▸ What is being asked: Copies of all lines that contain "frames" are needed; take them from the data below.

▸ Data to examine:
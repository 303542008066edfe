//! Multiplexed RPC over a single TCP connection.
//!
//! Many concurrent calls share one socket; each request and response frame
//! carries a correlation tag derived from the remote method, and a background
//! task routes every response to the call waiting on its tag.
//!
//! # Crate Structure
//!
//! - [`transport`]: TCP endpoint resolution, connect timeout, stream wrapper
//! - [`frame`]: length-prefixed, tag-carrying frame codec
//! - [`filter`]: ordered payload filter chains (identity, zlib)
//! - [`client`]: the connection engine and typed method calls (behind `client` feature)

/// Re-export transport types.
pub mod transport {
    pub use tagrpc_transport::*;
}

/// Re-export frame types.
pub mod frame {
    pub use tagrpc_frame::*;
}

/// Re-export filter types.
pub mod filter {
    pub use tagrpc_filter::*;
}

/// Re-export client types (requires `client` feature).
#[cfg(feature = "client")]
pub mod client {
    pub use tagrpc_client::*;
}
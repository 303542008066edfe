//! Minimal reflecting peer: every frame goes back on its own tag.
//!
//! Run with:
//!   cargo run -p tagrpc --example echo-server --features async
//!
//! In another terminal:
//!   cargo run -p tagrpc --features cli -- call 127.0.0.1:20776 \
//!     --tag 3647565230 --data ok --format pretty

use futures_util::{SinkExt, StreamExt};
use tagrpc::frame::TagCodec;
use tagrpc::transport::TcpEndpoint;
use tokio_util::codec::Framed;

#[tokio::main]
async fn main() -> Result<(), Box<dyn std::error::Error>> {
    let addr = std::env::args()
        .nth(1)
        .unwrap_or_else(|| "127.0.0.1:20776".to_string());
    let endpoint = TcpEndpoint::bind(&addr).await?;
    eprintln!("Listening on {}", endpoint.local_addr());

    loop {
        let stream = endpoint.accept().await?;
        eprintln!("Peer connected: {}", stream.peer_addr());

        tokio::spawn(async move {
            let mut frames = Framed::new(stream.into_inner(), TagCodec::new());
            while let Some(next) = frames.next().await {
                match next {
                    Ok(frame) => {
                        eprintln!("Received {} bytes on tag {}", frame.payload.len(), frame.tag);
                        if frames.send(frame).await.is_err() {
                            break;
                        }
                    }
                    Err(e) => {
                        eprintln!("Peer dropped: {e}");
                        break;
                    }
                }
            }
        });
    }
}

▸ Completed task:
            let mut frames = Framed::new(stream.into_inner(), TagCodec::new());
            while let Some(next) = frames.next().await {
                        if frames.send(frame).await.is_err() {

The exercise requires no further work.